> INFORMATION SHOWN
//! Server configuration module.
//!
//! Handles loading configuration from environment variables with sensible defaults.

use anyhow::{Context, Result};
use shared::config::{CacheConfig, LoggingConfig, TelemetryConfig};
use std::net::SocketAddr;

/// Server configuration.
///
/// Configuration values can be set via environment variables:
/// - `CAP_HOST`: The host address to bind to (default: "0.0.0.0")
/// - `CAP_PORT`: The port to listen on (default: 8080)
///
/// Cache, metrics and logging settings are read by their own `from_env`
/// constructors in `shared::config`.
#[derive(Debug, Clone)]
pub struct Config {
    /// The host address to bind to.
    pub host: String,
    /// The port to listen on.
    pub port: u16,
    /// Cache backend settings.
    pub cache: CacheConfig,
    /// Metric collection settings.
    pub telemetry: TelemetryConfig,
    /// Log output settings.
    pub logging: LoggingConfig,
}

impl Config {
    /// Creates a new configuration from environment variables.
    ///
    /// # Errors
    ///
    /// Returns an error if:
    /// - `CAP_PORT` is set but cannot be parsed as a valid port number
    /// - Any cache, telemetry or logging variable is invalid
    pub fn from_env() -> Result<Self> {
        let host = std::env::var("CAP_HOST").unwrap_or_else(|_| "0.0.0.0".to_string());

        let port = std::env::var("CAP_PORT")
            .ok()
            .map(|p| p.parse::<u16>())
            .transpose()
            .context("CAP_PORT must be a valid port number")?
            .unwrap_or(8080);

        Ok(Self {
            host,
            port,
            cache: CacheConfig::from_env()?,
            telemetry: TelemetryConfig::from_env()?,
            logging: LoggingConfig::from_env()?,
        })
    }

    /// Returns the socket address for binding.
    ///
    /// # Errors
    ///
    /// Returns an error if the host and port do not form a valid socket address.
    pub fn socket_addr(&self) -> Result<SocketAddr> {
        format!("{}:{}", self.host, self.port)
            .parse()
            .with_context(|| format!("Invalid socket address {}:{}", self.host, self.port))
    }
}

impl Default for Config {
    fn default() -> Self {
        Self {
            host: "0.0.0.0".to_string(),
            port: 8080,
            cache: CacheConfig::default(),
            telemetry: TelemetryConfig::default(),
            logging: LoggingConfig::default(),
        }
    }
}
--
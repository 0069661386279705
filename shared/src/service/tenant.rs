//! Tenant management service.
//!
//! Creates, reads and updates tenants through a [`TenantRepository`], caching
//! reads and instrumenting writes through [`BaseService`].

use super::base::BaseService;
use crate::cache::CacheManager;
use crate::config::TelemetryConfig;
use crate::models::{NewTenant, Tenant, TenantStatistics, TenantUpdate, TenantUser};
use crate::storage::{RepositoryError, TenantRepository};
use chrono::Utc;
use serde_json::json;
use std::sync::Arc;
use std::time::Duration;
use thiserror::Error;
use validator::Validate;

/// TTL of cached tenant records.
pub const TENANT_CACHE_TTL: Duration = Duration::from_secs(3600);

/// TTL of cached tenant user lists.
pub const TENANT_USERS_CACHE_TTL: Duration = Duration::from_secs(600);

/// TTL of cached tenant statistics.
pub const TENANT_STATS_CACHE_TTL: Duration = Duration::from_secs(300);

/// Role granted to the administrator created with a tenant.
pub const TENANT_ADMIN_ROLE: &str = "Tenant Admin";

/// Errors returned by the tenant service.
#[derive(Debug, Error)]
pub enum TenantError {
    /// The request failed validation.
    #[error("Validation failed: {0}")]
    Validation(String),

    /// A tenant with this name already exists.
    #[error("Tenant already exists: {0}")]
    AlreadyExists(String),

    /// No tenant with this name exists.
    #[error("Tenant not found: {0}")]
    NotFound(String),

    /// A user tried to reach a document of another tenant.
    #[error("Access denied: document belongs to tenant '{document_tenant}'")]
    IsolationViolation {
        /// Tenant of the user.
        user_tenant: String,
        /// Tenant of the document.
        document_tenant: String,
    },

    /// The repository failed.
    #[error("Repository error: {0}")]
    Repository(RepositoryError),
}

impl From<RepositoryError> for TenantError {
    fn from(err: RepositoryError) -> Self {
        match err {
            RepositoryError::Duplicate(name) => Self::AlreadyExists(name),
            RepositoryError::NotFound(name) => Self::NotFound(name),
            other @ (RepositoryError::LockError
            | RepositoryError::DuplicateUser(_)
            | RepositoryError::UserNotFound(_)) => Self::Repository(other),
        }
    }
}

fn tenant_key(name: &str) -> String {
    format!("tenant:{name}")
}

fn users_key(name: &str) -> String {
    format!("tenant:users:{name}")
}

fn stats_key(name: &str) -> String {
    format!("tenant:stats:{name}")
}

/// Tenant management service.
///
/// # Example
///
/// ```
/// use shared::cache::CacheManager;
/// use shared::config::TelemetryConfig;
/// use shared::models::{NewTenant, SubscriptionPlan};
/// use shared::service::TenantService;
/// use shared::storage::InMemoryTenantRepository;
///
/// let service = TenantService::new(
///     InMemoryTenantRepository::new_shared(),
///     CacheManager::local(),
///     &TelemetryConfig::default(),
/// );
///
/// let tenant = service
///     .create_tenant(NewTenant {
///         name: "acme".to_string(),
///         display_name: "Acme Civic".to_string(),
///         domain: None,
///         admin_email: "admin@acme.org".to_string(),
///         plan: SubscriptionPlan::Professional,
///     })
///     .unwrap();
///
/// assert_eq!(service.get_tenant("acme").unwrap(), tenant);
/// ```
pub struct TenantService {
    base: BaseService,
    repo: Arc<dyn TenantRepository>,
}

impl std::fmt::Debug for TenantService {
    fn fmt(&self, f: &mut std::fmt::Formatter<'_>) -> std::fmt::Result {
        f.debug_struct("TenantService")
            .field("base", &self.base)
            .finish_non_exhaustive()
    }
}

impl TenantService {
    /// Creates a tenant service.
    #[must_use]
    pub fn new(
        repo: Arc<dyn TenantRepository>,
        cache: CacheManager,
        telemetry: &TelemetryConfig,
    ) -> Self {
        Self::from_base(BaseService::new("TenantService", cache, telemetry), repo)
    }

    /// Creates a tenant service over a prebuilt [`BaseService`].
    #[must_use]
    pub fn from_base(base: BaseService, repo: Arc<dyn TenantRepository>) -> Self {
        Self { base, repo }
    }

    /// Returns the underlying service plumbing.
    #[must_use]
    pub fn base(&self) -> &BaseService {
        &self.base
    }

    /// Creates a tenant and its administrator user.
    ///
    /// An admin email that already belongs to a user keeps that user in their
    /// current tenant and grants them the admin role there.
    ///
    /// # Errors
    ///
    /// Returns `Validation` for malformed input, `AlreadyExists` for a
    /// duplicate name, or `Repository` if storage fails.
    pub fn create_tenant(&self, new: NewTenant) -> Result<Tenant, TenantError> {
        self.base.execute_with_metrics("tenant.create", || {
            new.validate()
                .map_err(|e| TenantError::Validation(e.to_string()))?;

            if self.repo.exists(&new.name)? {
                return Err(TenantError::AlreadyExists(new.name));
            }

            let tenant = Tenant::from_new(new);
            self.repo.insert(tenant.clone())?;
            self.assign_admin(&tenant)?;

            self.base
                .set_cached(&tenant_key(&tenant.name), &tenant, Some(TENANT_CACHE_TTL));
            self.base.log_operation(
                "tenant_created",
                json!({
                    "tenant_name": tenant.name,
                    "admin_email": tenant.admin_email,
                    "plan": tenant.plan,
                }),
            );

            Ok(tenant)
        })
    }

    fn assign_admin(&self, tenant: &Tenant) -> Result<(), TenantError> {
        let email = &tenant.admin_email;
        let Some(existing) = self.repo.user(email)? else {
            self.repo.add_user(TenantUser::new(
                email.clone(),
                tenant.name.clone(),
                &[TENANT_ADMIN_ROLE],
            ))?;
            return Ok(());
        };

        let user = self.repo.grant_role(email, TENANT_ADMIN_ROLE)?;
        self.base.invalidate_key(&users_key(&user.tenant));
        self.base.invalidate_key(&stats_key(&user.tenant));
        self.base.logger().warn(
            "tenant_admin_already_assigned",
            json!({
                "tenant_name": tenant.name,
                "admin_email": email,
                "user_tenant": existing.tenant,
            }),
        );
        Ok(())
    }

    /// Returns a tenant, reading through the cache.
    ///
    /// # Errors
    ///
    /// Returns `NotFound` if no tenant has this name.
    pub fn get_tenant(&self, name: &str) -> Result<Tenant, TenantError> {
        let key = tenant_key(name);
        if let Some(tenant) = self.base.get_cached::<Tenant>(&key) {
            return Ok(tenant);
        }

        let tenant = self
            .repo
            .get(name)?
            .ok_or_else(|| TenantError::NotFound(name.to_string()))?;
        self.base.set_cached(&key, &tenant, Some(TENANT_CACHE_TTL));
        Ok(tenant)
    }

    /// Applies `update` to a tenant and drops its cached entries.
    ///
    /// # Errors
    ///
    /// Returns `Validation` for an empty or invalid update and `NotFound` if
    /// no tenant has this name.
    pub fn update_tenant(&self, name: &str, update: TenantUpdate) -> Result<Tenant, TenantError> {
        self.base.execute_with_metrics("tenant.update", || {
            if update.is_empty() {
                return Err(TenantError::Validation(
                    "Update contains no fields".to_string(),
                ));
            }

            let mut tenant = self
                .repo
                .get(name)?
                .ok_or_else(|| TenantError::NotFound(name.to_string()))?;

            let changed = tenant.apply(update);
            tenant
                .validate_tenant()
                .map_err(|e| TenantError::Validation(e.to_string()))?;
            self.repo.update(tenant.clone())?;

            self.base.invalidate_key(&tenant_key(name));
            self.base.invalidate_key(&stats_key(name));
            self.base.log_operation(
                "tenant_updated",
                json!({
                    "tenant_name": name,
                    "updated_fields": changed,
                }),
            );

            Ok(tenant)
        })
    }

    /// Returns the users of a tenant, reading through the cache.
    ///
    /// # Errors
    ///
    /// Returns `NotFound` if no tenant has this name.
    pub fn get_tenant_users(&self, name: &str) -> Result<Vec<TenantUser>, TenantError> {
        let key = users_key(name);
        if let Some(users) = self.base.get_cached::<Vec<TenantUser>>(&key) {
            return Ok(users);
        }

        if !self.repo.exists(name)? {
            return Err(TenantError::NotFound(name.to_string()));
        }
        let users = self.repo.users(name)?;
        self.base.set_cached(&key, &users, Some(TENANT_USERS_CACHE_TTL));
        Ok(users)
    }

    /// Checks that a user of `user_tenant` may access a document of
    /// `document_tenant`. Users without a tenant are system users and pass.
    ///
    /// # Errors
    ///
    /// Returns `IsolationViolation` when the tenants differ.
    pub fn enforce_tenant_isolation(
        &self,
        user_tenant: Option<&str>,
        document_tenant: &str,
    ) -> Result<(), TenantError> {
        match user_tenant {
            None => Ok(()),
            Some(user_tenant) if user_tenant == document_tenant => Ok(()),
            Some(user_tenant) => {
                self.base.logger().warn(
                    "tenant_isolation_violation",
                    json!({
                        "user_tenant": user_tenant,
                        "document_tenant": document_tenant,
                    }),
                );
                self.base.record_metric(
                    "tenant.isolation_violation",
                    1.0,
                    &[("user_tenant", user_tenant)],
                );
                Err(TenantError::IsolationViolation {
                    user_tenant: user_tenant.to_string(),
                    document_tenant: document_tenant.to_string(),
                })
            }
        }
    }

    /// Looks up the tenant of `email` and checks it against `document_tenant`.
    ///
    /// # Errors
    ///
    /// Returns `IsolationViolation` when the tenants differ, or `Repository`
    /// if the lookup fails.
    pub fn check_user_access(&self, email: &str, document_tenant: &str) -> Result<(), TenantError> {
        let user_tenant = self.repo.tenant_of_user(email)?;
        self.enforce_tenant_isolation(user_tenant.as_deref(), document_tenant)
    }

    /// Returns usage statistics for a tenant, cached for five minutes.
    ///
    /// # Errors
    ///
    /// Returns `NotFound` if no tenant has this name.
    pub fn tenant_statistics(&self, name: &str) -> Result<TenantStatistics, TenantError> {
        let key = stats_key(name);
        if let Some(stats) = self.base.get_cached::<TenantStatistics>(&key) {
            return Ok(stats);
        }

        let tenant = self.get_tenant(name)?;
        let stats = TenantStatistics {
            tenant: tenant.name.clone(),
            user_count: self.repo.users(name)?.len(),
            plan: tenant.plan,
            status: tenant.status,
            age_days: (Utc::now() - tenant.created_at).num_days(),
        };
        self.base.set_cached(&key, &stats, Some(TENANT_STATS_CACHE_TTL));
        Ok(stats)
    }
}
* * *
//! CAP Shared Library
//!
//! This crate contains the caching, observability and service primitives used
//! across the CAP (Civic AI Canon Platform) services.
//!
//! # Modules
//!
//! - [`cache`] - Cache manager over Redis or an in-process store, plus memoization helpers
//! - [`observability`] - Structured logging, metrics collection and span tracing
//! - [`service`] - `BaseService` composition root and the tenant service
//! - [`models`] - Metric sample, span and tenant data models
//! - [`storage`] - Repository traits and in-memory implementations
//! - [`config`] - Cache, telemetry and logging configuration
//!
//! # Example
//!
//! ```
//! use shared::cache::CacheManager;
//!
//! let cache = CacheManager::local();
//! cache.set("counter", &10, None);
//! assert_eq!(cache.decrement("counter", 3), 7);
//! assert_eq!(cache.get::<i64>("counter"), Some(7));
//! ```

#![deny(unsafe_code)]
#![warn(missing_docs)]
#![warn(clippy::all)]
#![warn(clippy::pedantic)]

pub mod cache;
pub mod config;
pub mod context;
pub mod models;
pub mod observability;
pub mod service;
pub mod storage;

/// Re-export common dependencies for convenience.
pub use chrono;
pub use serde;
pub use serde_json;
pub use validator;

> EXERCISE
Starting at the line above that contains "pub const TENANT_USERS_CACHE_TTL: Duration", repeat each line exactly up to and including the line that contains "impl From<RepositoryError> for", and stop there.

> EXERCISE ANSWER
pub const TENANT_USERS_CACHE_TTL: Duration = Duration::from_secs(600);

/// TTL of cached tenant statistics.
pub const TENANT_STATS_CACHE_TTL: Duration = Duration::from_secs(300);

/// Role granted to the administrator created with a tenant.
pub const TENANT_ADMIN_ROLE: &str = "Tenant Admin";

/// Errors returned by the tenant service.
#[derive(Debug, Error)]
pub enum TenantError {
    /// The request failed validation.
    #[error("Validation failed: {0}")]
    Validation(String),

    /// A tenant with this name already exists.
    #[error("Tenant already exists: {0}")]
    AlreadyExists(String),

    /// No tenant with this name exists.
    #[error("Tenant not found: {0}")]
    NotFound(String),

    /// A user tried to reach a document of another tenant.
    #[error("Access denied: document belongs to tenant '{document_tenant}'")]
    IsolationViolation {
        /// Tenant of the user.
        user_tenant: String,
        /// Tenant of the document.
        document_tenant: String,
    },

    /// The repository failed.
    #[error("Repository error: {0}")]
    Repository(RepositoryError),
}

impl From<RepositoryError> for TenantError {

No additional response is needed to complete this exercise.